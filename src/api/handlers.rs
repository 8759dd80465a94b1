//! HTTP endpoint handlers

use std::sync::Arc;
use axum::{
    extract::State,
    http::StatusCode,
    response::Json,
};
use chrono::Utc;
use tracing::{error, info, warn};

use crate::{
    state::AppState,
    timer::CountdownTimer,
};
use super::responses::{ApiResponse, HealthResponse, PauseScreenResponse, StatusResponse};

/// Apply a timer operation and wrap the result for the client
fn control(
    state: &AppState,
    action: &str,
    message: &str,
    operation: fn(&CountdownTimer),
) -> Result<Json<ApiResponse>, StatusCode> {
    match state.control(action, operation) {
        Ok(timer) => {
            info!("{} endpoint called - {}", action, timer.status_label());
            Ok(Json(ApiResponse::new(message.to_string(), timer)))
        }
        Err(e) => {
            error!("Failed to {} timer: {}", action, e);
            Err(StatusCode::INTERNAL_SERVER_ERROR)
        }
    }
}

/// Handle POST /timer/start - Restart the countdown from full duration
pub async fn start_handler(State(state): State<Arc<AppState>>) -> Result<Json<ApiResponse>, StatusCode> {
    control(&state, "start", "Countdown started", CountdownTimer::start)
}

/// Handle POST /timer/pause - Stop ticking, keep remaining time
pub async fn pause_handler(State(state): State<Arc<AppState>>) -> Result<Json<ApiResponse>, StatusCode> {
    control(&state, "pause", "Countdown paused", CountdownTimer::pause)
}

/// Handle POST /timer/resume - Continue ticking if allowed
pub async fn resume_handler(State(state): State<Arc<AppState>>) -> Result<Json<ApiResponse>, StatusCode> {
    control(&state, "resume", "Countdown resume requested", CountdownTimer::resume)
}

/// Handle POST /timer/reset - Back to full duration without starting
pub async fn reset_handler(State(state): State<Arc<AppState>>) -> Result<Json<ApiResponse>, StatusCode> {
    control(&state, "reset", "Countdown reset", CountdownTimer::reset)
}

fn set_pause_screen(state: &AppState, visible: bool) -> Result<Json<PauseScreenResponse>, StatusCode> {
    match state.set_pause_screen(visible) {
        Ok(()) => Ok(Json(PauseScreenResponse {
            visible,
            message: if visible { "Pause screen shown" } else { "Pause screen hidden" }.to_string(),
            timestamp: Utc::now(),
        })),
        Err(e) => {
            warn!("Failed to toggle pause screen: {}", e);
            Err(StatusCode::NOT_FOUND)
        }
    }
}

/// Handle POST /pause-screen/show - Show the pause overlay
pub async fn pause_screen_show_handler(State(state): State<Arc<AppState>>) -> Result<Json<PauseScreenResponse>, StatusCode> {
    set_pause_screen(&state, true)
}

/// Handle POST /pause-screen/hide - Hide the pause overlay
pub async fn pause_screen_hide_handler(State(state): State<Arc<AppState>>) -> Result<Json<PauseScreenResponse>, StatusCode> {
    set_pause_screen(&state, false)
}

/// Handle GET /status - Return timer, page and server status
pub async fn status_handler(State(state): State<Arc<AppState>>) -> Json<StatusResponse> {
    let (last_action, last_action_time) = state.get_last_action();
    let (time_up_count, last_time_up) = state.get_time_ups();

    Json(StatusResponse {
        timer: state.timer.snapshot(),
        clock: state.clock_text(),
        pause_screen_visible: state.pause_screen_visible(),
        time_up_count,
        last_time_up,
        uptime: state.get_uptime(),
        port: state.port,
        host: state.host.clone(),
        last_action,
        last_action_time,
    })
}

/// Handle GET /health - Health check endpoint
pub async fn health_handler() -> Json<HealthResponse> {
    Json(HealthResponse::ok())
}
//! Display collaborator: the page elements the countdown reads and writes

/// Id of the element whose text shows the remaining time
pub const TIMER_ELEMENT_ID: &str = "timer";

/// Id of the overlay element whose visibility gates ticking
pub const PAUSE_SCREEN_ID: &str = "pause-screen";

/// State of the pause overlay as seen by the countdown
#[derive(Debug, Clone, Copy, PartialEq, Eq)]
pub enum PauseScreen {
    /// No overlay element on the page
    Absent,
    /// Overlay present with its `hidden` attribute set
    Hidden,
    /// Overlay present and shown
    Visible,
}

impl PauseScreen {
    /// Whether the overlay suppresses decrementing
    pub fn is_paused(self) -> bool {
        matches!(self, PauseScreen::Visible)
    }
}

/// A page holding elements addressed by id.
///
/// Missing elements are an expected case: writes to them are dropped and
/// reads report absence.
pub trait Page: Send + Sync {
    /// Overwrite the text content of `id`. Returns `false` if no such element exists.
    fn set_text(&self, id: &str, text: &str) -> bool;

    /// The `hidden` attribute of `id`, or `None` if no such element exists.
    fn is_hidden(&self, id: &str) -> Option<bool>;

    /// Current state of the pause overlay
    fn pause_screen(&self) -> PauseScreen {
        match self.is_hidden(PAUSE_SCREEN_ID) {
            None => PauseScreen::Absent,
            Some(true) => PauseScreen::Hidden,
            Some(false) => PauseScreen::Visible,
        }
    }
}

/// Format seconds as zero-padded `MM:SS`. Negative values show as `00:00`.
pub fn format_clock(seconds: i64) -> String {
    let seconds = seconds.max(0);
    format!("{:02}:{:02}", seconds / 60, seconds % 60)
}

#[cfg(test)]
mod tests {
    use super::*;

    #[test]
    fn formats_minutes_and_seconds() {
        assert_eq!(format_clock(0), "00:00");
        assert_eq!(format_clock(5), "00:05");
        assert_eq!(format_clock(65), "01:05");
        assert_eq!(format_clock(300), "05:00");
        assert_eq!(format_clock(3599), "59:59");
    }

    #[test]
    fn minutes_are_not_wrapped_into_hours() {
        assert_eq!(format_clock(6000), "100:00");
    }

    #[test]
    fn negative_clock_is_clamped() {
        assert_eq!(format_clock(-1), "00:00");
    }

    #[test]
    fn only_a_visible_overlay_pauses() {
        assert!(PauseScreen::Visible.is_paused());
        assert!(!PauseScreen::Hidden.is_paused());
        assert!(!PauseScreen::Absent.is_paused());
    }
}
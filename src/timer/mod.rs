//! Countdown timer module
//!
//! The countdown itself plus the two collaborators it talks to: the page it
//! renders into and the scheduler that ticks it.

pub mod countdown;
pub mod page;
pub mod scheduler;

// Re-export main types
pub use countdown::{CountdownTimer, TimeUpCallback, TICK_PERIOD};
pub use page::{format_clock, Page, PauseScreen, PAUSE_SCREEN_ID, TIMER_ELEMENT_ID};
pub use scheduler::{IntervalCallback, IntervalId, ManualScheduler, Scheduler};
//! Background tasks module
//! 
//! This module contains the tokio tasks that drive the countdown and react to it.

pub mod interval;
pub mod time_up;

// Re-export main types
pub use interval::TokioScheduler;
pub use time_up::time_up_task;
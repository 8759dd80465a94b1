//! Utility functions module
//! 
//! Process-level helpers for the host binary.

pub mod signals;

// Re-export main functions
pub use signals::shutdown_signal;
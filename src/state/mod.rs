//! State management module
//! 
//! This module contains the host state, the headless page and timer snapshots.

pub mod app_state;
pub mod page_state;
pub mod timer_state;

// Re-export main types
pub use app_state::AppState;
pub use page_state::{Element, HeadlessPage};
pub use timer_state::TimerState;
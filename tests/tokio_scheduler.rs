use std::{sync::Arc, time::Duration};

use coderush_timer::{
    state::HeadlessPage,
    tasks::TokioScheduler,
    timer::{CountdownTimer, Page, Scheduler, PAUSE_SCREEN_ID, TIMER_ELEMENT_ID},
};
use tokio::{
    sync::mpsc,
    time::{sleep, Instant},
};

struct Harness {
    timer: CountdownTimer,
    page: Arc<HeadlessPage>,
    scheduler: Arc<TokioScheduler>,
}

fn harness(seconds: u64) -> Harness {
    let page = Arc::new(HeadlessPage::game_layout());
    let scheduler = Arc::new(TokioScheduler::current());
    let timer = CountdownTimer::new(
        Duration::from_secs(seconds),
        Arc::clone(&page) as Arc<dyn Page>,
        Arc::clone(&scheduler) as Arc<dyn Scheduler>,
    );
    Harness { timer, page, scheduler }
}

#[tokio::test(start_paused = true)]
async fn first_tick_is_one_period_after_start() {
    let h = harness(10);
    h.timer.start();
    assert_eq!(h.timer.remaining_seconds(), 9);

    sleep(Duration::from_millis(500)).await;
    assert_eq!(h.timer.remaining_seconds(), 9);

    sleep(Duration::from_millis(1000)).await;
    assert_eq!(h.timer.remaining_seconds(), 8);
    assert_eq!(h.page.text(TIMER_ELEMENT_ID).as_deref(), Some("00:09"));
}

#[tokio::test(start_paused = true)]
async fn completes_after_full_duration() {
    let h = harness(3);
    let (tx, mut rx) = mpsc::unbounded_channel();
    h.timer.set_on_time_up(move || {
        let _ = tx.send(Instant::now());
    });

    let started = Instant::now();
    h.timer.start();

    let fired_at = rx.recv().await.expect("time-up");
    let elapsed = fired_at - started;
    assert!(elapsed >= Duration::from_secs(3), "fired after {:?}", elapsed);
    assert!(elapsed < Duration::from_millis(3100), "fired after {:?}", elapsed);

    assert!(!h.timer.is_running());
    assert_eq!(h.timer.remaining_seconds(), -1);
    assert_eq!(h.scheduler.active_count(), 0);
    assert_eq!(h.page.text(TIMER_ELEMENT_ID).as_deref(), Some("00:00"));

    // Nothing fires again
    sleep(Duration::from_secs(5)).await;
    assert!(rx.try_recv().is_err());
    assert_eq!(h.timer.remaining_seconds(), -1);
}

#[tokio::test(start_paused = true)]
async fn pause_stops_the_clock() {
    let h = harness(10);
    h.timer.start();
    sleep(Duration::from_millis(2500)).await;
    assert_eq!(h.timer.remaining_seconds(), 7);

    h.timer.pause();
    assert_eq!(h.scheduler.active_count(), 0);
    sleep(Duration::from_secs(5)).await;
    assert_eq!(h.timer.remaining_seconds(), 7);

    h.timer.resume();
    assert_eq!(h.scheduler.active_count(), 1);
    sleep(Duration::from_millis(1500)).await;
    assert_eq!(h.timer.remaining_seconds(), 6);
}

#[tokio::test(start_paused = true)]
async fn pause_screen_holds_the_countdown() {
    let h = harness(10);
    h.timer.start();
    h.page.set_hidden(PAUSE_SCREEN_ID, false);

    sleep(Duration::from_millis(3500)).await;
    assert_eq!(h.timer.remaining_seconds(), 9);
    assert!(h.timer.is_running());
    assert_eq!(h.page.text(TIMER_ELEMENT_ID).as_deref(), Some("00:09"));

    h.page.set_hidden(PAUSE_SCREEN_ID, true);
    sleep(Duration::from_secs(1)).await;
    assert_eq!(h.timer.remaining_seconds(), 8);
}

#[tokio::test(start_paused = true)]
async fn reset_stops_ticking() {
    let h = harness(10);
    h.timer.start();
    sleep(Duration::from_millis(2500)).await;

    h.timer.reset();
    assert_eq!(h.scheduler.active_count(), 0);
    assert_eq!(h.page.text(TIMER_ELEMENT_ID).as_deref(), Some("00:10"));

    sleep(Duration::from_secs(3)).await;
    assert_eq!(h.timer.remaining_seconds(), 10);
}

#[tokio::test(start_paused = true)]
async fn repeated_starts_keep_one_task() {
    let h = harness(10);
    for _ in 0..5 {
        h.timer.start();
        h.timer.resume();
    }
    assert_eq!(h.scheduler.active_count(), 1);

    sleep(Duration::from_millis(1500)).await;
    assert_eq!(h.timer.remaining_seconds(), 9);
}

##########

Return every line in the records that includes the string "elements".

//! Display collaborator: the page elements the countdown reads and writes
/// A page holding elements addressed by id.
/// Missing elements are an expected case: writes to them are dropped and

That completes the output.